The most youthful girl of the entertainer Brandon Maggart, Apple was brought into the world in New York City and was raised shifting back and forth between her mom's home in New York and her dad's in Los Angeles. Traditionally prepared on piano as a youngster, she started creating her own tunes when she was eight years of age. Her presentation collection, Flowing, containing tunes composed when she was 15 (Never Is a Commitment) and 17, was delivered in 1996 and got a Grammy Grant for Best Female Vocal Stone Execution for the single "Criminal". She followed with When the Pawn... (1999), created by Jon Brion, which was additionally fundamentally and monetarily effective and was guaranteed Platinum.
For her third collection, Unprecedented Machine (2005), Apple again worked together with Brion and started keep the collection in 2002. Nonetheless, Apple was supposedly discontent with the creation and picked not to deliver the record, driving fans to fight Epic Records, incorrectly accepting that the mark was keeping its delivery. The collection was ultimately re-delivered without Brion and delivered in October 2005. The collection was guaranteed Gold, and selected for a Grammy Grant for Best Pop Vocal Collection. In 2012, she delivered her fourth studio collection, The Idler Wheel..., which got basic recognition and was trailed by a visit through the US and was designated for the Grammy Grant for Best Elective Music Collection in 2013. Apple's fifth studio collection, Bring the Bolt Cutters, was delivered in 2020 to widespread approval, procuring two Grammy Grants: Best Elective Music Collection and Best Stone Execution for the lead single "Shameika".
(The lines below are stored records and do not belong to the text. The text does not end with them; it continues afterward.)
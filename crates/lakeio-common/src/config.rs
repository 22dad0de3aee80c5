//! Configuration types for lakeio
//!
//! This module defines configuration structures used across components.
//! Every section has a `Default`, so a config file only needs to name the
//! values it changes.

use crate::error::{Error, Result};
use serde::{Deserialize, Serialize};
use std::path::{Path, PathBuf};

/// Environment variable prefix for overrides (`LAKEIO_METACACHE__CAPACITY_BYTES=...`)
pub const ENV_PREFIX: &str = "LAKEIO";

/// Root configuration for lakeio
#[derive(Clone, Debug, Default, PartialEq, Eq, Serialize, Deserialize)]
#[serde(default)]
pub struct LakeConfig {
    /// Metadata cache configuration
    pub metacache: MetacacheConfig,
    /// Tablet creation defaults
    pub tablet: TabletConfig,
    /// Metadata store configuration
    pub store: StoreConfig,
}

impl LakeConfig {
    /// Load configuration from a file, overlaid with `LAKEIO_*` environment
    /// variables. A missing file is not an error; defaults apply.
    pub fn load(path: impl AsRef<Path>) -> Result<Self> {
        let path = path.as_ref();
        config::Config::builder()
            .add_source(config::File::from(path).required(false))
            .add_source(
                config::Environment::with_prefix(ENV_PREFIX)
                    .separator("__")
                    .try_parsing(true),
            )
            .build()
            .and_then(config::Config::try_deserialize)
            .map_err(|e| Error::Configuration(format!("{}: {e}", path.display())))
    }
}

/// Metadata cache configuration
#[derive(Clone, Debug, PartialEq, Eq, Serialize, Deserialize)]
#[serde(default)]
pub struct MetacacheConfig {
    /// Byte budget shared by metadata snapshots, schemas and txn logs
    pub capacity_bytes: usize,
}

impl Default for MetacacheConfig {
    fn default() -> Self {
        Self {
            capacity_bytes: 64 * 1024 * 1024, // 64 MB
        }
    }
}

/// Tablet creation defaults
#[derive(Clone, Debug, PartialEq, Eq, Serialize, Deserialize)]
#[serde(default)]
pub struct TabletConfig {
    /// Materialize a standalone schema file when creating a tablet
    pub create_schema_file: bool,
    /// Write version 1 to the initial-metadata location instead of the
    /// canonical versioned location
    pub enable_creation_optimization: bool,
}

impl Default for TabletConfig {
    fn default() -> Self {
        Self {
            create_schema_file: true,
            enable_creation_optimization: false,
        }
    }
}

/// Metadata store configuration
#[derive(Clone, Debug, PartialEq, Eq, Serialize, Deserialize)]
#[serde(default)]
pub struct StoreConfig {
    /// Root prefix under which tablet objects are laid out
    pub root: String,
    /// Path of the local redb database file
    pub path: PathBuf,
}

impl Default for StoreConfig {
    fn default() -> Self {
        Self {
            root: "lake".to_string(),
            path: PathBuf::from("./lake-meta.redb"),
        }
    }
}

#[cfg(test)]
mod tests {
    use super::*;
    use std::io::Write;

    #[test]
    fn test_defaults() {
        let config = LakeConfig::default();
        assert_eq!(config.metacache.capacity_bytes, 64 * 1024 * 1024);
        assert!(config.tablet.create_schema_file);
        assert!(!config.tablet.enable_creation_optimization);
        assert_eq!(config.store.root, "lake");
    }

    #[test]
    fn test_load_partial_file() {
        let mut file = tempfile::Builder::new().suffix(".toml").tempfile().unwrap();
        writeln!(
            file,
            "[metacache]\ncapacity_bytes = 4096\n\n[store]\nroot = \"s3://bucket/lake\""
        )
        .unwrap();

        let config = LakeConfig::load(file.path()).unwrap();
        assert_eq!(config.metacache.capacity_bytes, 4096);
        assert_eq!(config.store.root, "s3://bucket/lake");
        // Untouched sections keep their defaults
        assert!(config.tablet.create_schema_file);
    }

    #[test]
    fn test_load_missing_file_uses_defaults() {
        let dir = tempfile::tempdir().unwrap();
        let config = LakeConfig::load(dir.path().join("absent.toml")).unwrap();
        assert_eq!(config, LakeConfig::default());
    }

    #[test]
    fn test_json_roundtrip() {
        let config = LakeConfig::default();
        let json = serde_json::to_string(&config).unwrap();
        let back: LakeConfig = serde_json::from_str(&json).unwrap();
        assert_eq!(config, back);
    }
}
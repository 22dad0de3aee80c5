//! Tablet manager
//!
//! The entry point for everything that reads or writes tablet metadata.
//! Every read consults the metacache before the store, and every load that
//! misses goes through the cache's single-flight path, so concurrent readers
//! of one object cause one store round trip.
//!
//! Writes are last-writer-wins per object key. Nothing here coordinates
//! writers across processes; one writer per (tablet, version) is assumed.

use crate::fault::{FaultRegistry, SCHEMA_NOT_FOUND_IN_BUNDLE};
use crate::in_writing::InWritingSizes;
use crate::metacache::{CacheKey, Metacache};
use crate::metadata_iter::TabletMetadataIter;
use crate::resolver::ShardResolver;
use crate::schema_evolution::{SchemaSpec, build_schema, evolve};
use crate::stored::{StoredTabletMetadata, plan_bundle};
use crate::versioned_tablet::VersionedTablet;
use lakeio_common::config::TabletConfig;
use lakeio_common::{
    CompactionStrategy, Error, LakeConfig, PersistentIndexType, Result, RowsetId, RowsetMetadata,
    SchemaDescriptor, SchemaId, TabletId, TabletMetadata, TxnId, TxnLog, Version,
};
use lakeio_store::{
    Codec, FixedLocationProvider, LocationProvider, MetadataFileName, MetadataStore, join_path,
    tablet_initial_metadata_filename,
};
use parking_lot::RwLock;
use std::collections::hash_map::Entry;
use std::collections::{BTreeMap, HashMap, HashSet};
use std::sync::Arc;
use tracing::{debug, info, warn};

/// Request to create a tablet at version 1
#[derive(Clone, Debug, PartialEq, Eq)]
pub struct CreateTabletRequest {
    pub tablet_id: TabletId,
    /// Derive the schema from this tablet instead of trusting request ids
    pub base_tablet_id: Option<TabletId>,
    pub schema: SchemaSpec,
    pub enable_persistent_index: bool,
    pub persistent_index_type: PersistentIndexType,
    pub compaction_strategy: CompactionStrategy,
    /// Materialize a schema file shared by tablets under the same root
    pub create_schema_file: bool,
    /// Write to the initial-metadata location instead of version 1
    pub enable_tablet_creation_optimization: bool,
}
Fiona Apple has shared another melody, and it shows up with the season finale of Amazon Studios' series The Ruler of the Rings: The Rings of Force. With music by Bear McCreary, it's named "Where the Shadows Untruth," and it's adjusted from a J.R.R. Tolkien sonnet that showed up in the first books. Tune in beneath. (Pitchfork procures a commission from buys made through member joins on our site.)
Since delivering Bring the Bolt Cutters in April 2020, Apple has loaned her voice to a few additional imaginative and political undertakings. She's pushed for regenerative opportunity, court straightforwardness bills, casting a ballot, and Native land affirmation. In July, she rejoined her companions in the Watkins Family Hour partner for an interpretation of the country exemplary "(Recall Me) I'm the Person Who Loves You," in the wake of covering Sharon Van Etten's "Affection More" last year. She likewise contributed a tune to Apple television's Focal Park series and showed up as a visitor on Bounce Dylan's 2020 collection Unpleasant and Unruly Ways. Get the Bolt Cutters procured Apple the Grammy Grant for Best Elective Music Collection, with "Shameika" bringing back home the prize for Best Stone Execution.
Find out about Fiona Apple's Flowing and When the Pawn… on Pitchfork's rundown of "The 150 Best Collections of the 1990s," and get "Rest to Dream," "Paper Pack," and "Criminal" on Pitchfork's rundown of "The 250 Best Melodies of the 1990s."